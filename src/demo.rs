use chrono::{Duration, NaiveDate, NaiveTime};
use rand::rngs::StdRng;
use rand::Rng;
use rand::SeedableRng;

use crate::metrics::{MetricRecord, MetricsCollection};

// ─── Constants ───────────────────────────────────────────────────

/// Last day of the generated window. Fixed so that a given seed always
/// produces byte-identical data, including the time series.
const ANCHOR_DAY: (i32, u32, u32) = (2025, 3, 31);

// ─── Pools ───────────────────────────────────────────────────────

/// Routes of the delivery API, weighted roughly like real traffic:
/// order submissions dominate, debug calls are rare.
static ROUTES: &[(&str, &str, u32)] = &[
    ("/pedido", "POST", 40),
    ("/pedidos", "GET", 30),
    ("/metricas", "GET", 15),
    ("/login", "POST", 10),
    ("/debug-credenciais", "GET", 5),
];

/// Status pool: mostly success, a believable tail of failures.
static STATUSES: &[(u16, u32)] = &[
    (200, 55),
    (201, 20),
    (400, 8),
    (401, 6),
    (404, 5),
    (500, 4),
    (503, 2),
];

// ─── Generation ──────────────────────────────────────────────────

/// Build a deterministic sample request log: `records` entries spread
/// over the `days` ending at the anchor day. Same inputs, same output.
///
/// A small share of records is generated without an endpoint or status
/// so the dashboard's fallback paths show up in the preview too.
pub fn generate(records: usize, days: u32, seed: u64) -> MetricsCollection {
    let mut rng = StdRng::seed_from_u64(seed);
    let (y, m, d) = ANCHOR_DAY;
    let anchor = NaiveDate::from_ymd_opt(y, m, d).expect("anchor date is valid");

    let mut collection = MetricsCollection::new();
    for i in 0..records {
        let id = format!("req_{:06}", i + 1);

        let day = anchor - Duration::days(rng.gen_range(0..days.max(1)) as i64);
        let time = NaiveTime::from_hms_opt(
            rng.gen_range(0..24),
            rng.gen_range(0..60),
            rng.gen_range(0..60),
        )
        .expect("generated time is valid");
        let timestamp_iso = format!("{}T{}Z", day.format("%Y-%m-%d"), time.format("%H:%M:%S"));

        let &(route, method, _) = pick_weighted(&mut rng, ROUTES, |r| r.2);
        let &(status, _) = pick_weighted(&mut rng, STATUSES, |s| s.1);

        // ~4% of old records predate route tagging, ~3% lost their status
        let endpoint = (!rng.gen_bool(0.04)).then(|| route.to_string());
        let status_code = (!rng.gen_bool(0.03)).then_some(status);

        // slow outliers on roughly one call in twenty
        let response_time_ms: f64 = if rng.gen_bool(0.05) {
            rng.gen_range(800.0..2500.0)
        } else {
            rng.gen_range(12.0..350.0)
        };

        collection.insert(
            id,
            MetricRecord {
                endpoint,
                method: Some(method.to_string()),
                status_code,
                response_time_ms: (response_time_ms * 100.0).round() / 100.0,
                timestamp_iso,
                day_bucket: None,
            },
        );
    }

    collection
}

fn pick_weighted<'a, T, F>(rng: &mut StdRng, pool: &'a [T], weight: F) -> &'a T
where
    F: Fn(&T) -> u32,
{
    let total: u32 = pool.iter().map(&weight).sum();
    let mut roll = rng.gen_range(0..total);
    for item in pool {
        let w = weight(item);
        if roll < w {
            return item;
        }
        roll -= w;
    }
    // weights sum exactly to total, the loop always returns
    unreachable!("weighted pick exhausted pool")
}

WORK TASK: Reproduce the records above exactly as they appear.

EXERCISE SOLUTION:
filename src/demo.rs
use chrono::{Duration, NaiveDate, NaiveTime};
use rand::rngs::StdRng;
use rand::Rng;
use rand::SeedableRng;

use crate::metrics::{MetricRecord, MetricsCollection};

// ─── Constants ───────────────────────────────────────────────────

/// Last day of the generated window. Fixed so that a given seed always
/// produces byte-identical data, including the time series.
const ANCHOR_DAY: (i32, u32, u32) = (2025, 3, 31);

// ─── Pools ───────────────────────────────────────────────────────

/// Routes of the delivery API, weighted roughly like real traffic:
/// order submissions dominate, debug calls are rare.
static ROUTES: &[(&str, &str, u32)] = &[
    ("/pedido", "POST", 40),
    ("/pedidos", "GET", 30),
    ("/metricas", "GET", 15),
    ("/login", "POST", 10),
    ("/debug-credenciais", "GET", 5),
];

/// Status pool: mostly success, a believable tail of failures.
static STATUSES: &[(u16, u32)] = &[
    (200, 55),
    (201, 20),
    (400, 8),
    (401, 6),
    (404, 5),
    (500, 4),
    (503, 2),
];

// ─── Generation ──────────────────────────────────────────────────

/// Build a deterministic sample request log: `records` entries spread
/// over the `days` ending at the anchor day. Same inputs, same output.
///
/// A small share of records is generated without an endpoint or status
/// so the dashboard's fallback paths show up in the preview too.
pub fn generate(records: usize, days: u32, seed: u64) -> MetricsCollection {
    let mut rng = StdRng::seed_from_u64(seed);
    let (y, m, d) = ANCHOR_DAY;
    let anchor = NaiveDate::from_ymd_opt(y, m, d).expect("anchor date is valid");

    let mut collection = MetricsCollection::new();
    for i in 0..records {
        let id = format!("req_{:06}", i + 1);

        let day = anchor - Duration::days(rng.gen_range(0..days.max(1)) as i64);
        let time = NaiveTime::from_hms_opt(
            rng.gen_range(0..24),
            rng.gen_range(0..60),
            rng.gen_range(0..60),
        )
        .expect("generated time is valid");
        let timestamp_iso = format!("{}T{}Z", day.format("%Y-%m-%d"), time.format("%H:%M:%S"));

        let &(route, method, _) = pick_weighted(&mut rng, ROUTES, |r| r.2);
        let &(status, _) = pick_weighted(&mut rng, STATUSES, |s| s.1);

        // ~4% of old records predate route tagging, ~3% lost their status
        let endpoint = (!rng.gen_bool(0.04)).then(|| route.to_string());
        let status_code = (!rng.gen_bool(0.03)).then_some(status);

        // slow outliers on roughly one call in twenty
        let response_time_ms: f64 = if rng.gen_bool(0.05) {
            rng.gen_range(800.0..2500.0)
        } else {
            rng.gen_range(12.0..350.0)
        };

        collection.insert(
            id,
            MetricRecord {
                endpoint,
                method: Some(method.to_string()),
                status_code,
                response_time_ms: (response_time_ms * 100.0).round() / 100.0,
                timestamp_iso,
                day_bucket: None,
            },
        );
    }

    collection
}

fn pick_weighted<'a, T, F>(rng: &mut StdRng, pool: &'a [T], weight: F) -> &'a T
where
    F: Fn(&T) -> u32,
{
    let total: u32 = pool.iter().map(&weight).sum();
    let mut roll = rng.gen_range(0..total);
    for item in pool {
        let w = weight(item);
        if roll < w {
            return item;
        }
        roll -= w;
    }
    // weights sum exactly to total, the loop always returns
    unreachable!("weighted pick exhausted pool")
}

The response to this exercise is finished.